What you will do. When the string "JobHandle" appears in a line of the records, show the whole line.

Collected data entries.
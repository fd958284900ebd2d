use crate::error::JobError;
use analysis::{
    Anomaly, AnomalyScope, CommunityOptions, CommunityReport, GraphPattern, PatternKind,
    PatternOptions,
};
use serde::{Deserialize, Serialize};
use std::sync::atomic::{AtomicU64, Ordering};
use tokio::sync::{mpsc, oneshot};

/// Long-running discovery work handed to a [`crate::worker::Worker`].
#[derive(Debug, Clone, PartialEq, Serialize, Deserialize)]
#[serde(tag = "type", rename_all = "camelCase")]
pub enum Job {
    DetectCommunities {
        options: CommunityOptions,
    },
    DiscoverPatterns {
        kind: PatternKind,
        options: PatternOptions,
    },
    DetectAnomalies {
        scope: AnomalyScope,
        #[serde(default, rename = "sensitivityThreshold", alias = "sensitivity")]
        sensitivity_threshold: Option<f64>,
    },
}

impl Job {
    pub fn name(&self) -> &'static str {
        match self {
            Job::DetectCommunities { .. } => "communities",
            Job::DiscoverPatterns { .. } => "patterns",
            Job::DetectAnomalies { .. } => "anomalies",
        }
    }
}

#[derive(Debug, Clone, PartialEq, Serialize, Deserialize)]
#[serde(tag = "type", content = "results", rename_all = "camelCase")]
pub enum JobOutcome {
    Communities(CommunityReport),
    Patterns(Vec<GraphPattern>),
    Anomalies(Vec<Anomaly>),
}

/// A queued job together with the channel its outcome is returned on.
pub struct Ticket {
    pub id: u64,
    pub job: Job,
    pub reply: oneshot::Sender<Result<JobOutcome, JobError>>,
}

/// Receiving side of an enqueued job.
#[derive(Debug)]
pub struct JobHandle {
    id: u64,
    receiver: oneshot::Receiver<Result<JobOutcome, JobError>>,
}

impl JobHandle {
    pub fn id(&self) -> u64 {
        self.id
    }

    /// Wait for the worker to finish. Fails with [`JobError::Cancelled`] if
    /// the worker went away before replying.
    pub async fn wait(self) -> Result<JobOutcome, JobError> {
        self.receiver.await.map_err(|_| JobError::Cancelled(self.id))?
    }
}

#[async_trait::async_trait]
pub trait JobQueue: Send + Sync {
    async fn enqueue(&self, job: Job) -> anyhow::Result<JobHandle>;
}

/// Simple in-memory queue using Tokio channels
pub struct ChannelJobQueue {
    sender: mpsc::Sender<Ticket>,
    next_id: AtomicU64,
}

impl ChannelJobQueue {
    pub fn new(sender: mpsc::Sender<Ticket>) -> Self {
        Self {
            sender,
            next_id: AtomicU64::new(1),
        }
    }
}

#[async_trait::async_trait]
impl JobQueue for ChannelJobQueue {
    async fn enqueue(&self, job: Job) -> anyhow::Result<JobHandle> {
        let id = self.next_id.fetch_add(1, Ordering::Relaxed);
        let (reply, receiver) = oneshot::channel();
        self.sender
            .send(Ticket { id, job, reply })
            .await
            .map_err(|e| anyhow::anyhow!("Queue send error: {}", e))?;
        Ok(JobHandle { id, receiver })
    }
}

Reply.
pub struct JobHandle {
impl JobHandle {
    async fn enqueue(&self, job: Job) -> anyhow::Result<JobHandle>;
    async fn enqueue(&self, job: Job) -> anyhow::Result<JobHandle> {
        Ok(JobHandle { id, receiver })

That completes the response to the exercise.